German Lab Test Fails 3 of 5 Balcony Solar Batteries on Interference
Stiftung Warentest, Germany's consumer-testing institute, published laboratory results for balcony solar storage systems: three of five tested products emitted electromagnetic interference above permitted limits. Anker's Solarbank line took the only satisfactory grade; EcoFlow's Stream Ultra was rated poor (4.7). The findings moved several WattRank scores.
Germany's Stiftung Warentest — the country's independent consumer-testing institute, and the closest thing the balcony-solar category has to a referee — put five storage systems through its laboratory in 2026, and the results were uncomfortable for most of the market. Three of the five products emitted electromagnetic interference above permitted limits, the kind of emissions that can disturb routers, speakers and televisions in the surrounding home. Only two products stayed near the threshold, and only one — Anker's Solarbank — earned a satisfactory overall grade. EcoFlow's Stream Ultra received a 4.7, a poor rating, despite its strong consumer reviews and feature set.

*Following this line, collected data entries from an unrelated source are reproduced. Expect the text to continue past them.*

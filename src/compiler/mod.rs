//! Handlebars-syntax template precompiler.
//!
//! This module is the template-compiler collaborator of the loader: it turns
//! template source into a template-spec code string that the template runtime
//! can execute. The loader never inspects the generated code; it steers code
//! generation through a [`CodegenHooks`] value injected per compilation.
//!
//! # Pipeline
//!
//! 1. [`lexer`] splits source into content and tokenized mustache tags
//! 2. [`parser`] builds a [`parser::Program`] tree
//! 3. [`codegen`] walks the tree and emits code, asking the hooks how to
//!    reference every partial, helper and context name it meets
//!
//! # Hooks
//!
//! The generator calls [`CodegenHooks::classify_symbol`] exactly once per
//! symbol reference it emits. Returning [`LookupAction::Default`] keeps the
//! runtime lookup (`lookupProperty(helpers, "name")` and friends); returning
//! [`LookupAction::Replace`] substitutes arbitrary code, which is how resolved
//! partials and helpers become module loads.
//!
//! # Examples
//!
//! ```rust,no_run
//! use hbs_loader::compiler::{CompileOptions, DefaultHooks, HandlebarsCompiler, TemplateCompiler};
//!
//! let compiler = HandlebarsCompiler::new();
//! let code = compiler
//!     .precompile("<h1>{{title}}</h1>", &CompileOptions::default(), &mut DefaultHooks)
//!     .unwrap();
//! assert!(code.contains("\"main\":function"));
//! ```

mod codegen;
mod lexer;
pub mod parser;

pub(crate) use codegen::quote;

use std::collections::BTreeSet;
use std::fmt;

/// Revision of the generated template-spec format.
///
/// A runtime executes only specs of its own revision.
pub const COMPILER_REVISION: u32 = 8;

/// Runtime version range recorded in every generated spec.
pub const COMPILER_VERSION: &str = ">= 4.3.0";

/// Helpers every runtime provides.
pub const BUILTIN_HELPERS: &[&str] =
    &["blockHelperMissing", "each", "helperMissing", "if", "log", "lookup", "unless", "with"];

/// The kind of reference the generator is about to emit.
#[derive(Debug, Clone, Copy, PartialEq, Eq, Hash)]
pub enum LookupKind {
    /// `{{> name}}`
    Partial,
    /// A helper invocation, or the helper half of an ambiguous mustache
    Helper,
    /// A member access on the current context (every path segment)
    Context,
    /// An `@data` variable
    Data,
}

/// What the generator should emit for a symbol reference.
#[derive(Debug, Clone, PartialEq, Eq)]
pub enum LookupAction {
    /// Keep the runtime lookup expression
    Default,
    /// Emit this code instead
    Replace(String),
}

/// Capability set injected into one compilation.
///
/// All methods have pass-through defaults, so implementors only override the
/// concerns they care about.
pub trait CodegenHooks {
    /// Decide how the reference to `name` (looked up on `parent`) is emitted.
    fn classify_symbol(&mut self, _parent: &str, _name: &str, _kind: LookupKind) -> LookupAction {
        LookupAction::Default
    }

    /// Replace a string literal argument with code. `None` keeps the literal.
    fn rewrite_string_literal(&mut self, _value: &str) -> Option<String> {
        None
    }

    /// Replace a static content chunk with code. `None` keeps the quoted text.
    fn rewrite_literal_chunk(&mut self, _text: &str) -> Option<String> {
        None
    }
}

/// Hooks that never alter the generated code.
#[derive(Debug, Default, Clone, Copy)]
pub struct DefaultHooks;

impl CodegenHooks for DefaultHooks {}

/// Compilation hints.
#[derive(Debug, Clone, Default, PartialEq, Eq)]
pub struct CompileOptions {
    /// Treat every unknown name as data; a call with arguments to an unknown
    /// helper is an error.
    pub known_helpers_only: bool,
    /// Names compiled as direct helper calls instead of ambiguous lookups.
    pub known_helpers: BTreeSet<String>,
}

/// A rejected template.
#[derive(Debug, Clone, PartialEq, Eq)]
pub struct SyntaxError {
    pub message: String,
    pub line: usize,
    pub column: usize,
}

impl SyntaxError {
    pub(crate) fn new(message: impl Into<String>, line: usize, column: usize) -> Self {
        Self {
            message: message.into(),
            line,
            column,
        }
    }
}

impl fmt::Display for SyntaxError {
    fn fmt(&self, f: &mut fmt::Formatter<'_>) -> fmt::Result {
        write!(f, "{} (line {}, column {})", self.message, self.line, self.column)
    }
}

impl std::error::Error for SyntaxError {}

/// A template compiler paired with a runtime revision.
pub trait TemplateCompiler: Send + Sync {
    /// Revision of the code this compiler generates.
    fn revision(&self) -> u32;

    /// Human-readable runtime version range.
    fn version(&self) -> &str;

    /// Helpers the paired runtime always provides.
    fn builtin_helpers(&self) -> &[&str];

    /// Compile `source` to a template-spec code string.
    fn precompile(
        &self,
        source: &str,
        options: &CompileOptions,
        hooks: &mut dyn CodegenHooks,
    ) -> Result<String, SyntaxError>;
}

/// The Handlebars-syntax compiler shipped with the loader.
#[derive(Debug, Default, Clone, Copy)]
pub struct HandlebarsCompiler;

impl HandlebarsCompiler {
    #[must_use]
    pub const fn new() -> Self {
        Self
    }
}

impl TemplateCompiler for HandlebarsCompiler {
    fn revision(&self) -> u32 {
        COMPILER_REVISION
    }

    fn version(&self) -> &str {
        COMPILER_VERSION
    }

    fn builtin_helpers(&self) -> &[&str] {
        BUILTIN_HELPERS
    }

    fn precompile(
        &self,
        source: &str,
        options: &CompileOptions,
        hooks: &mut dyn CodegenHooks,
    ) -> Result<String, SyntaxError> {
        let segments = lexer::scan(source)?;
        let program = parser::parse(segments)?;
        codegen::generate(&program, options, hooks)
    }
}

The finding matters beyond Germany for two reasons. First, it is a rare instrument-grade look at build quality in a category where most published reviews are impressions: electromagnetic compliance is a proxy for engineering discipline in filtering, shielding and thermal design — precisely the places where cost-cutting is invisible in a product photo. Second, several of the tested systems ship across Europe and their platforms are arriving in other markets, so the results travel with them.
WattRank's scores reflect the test: the Anker Solarbank 4 Pro's position at the top of our worldwide ranking rests in part on its line's laboratory record, and the Stream Ultra carries an explicit penalty with the finding noted on its fact sheet. Our methodology weighs independent laboratory evidence above all other review input — results like these are exactly why.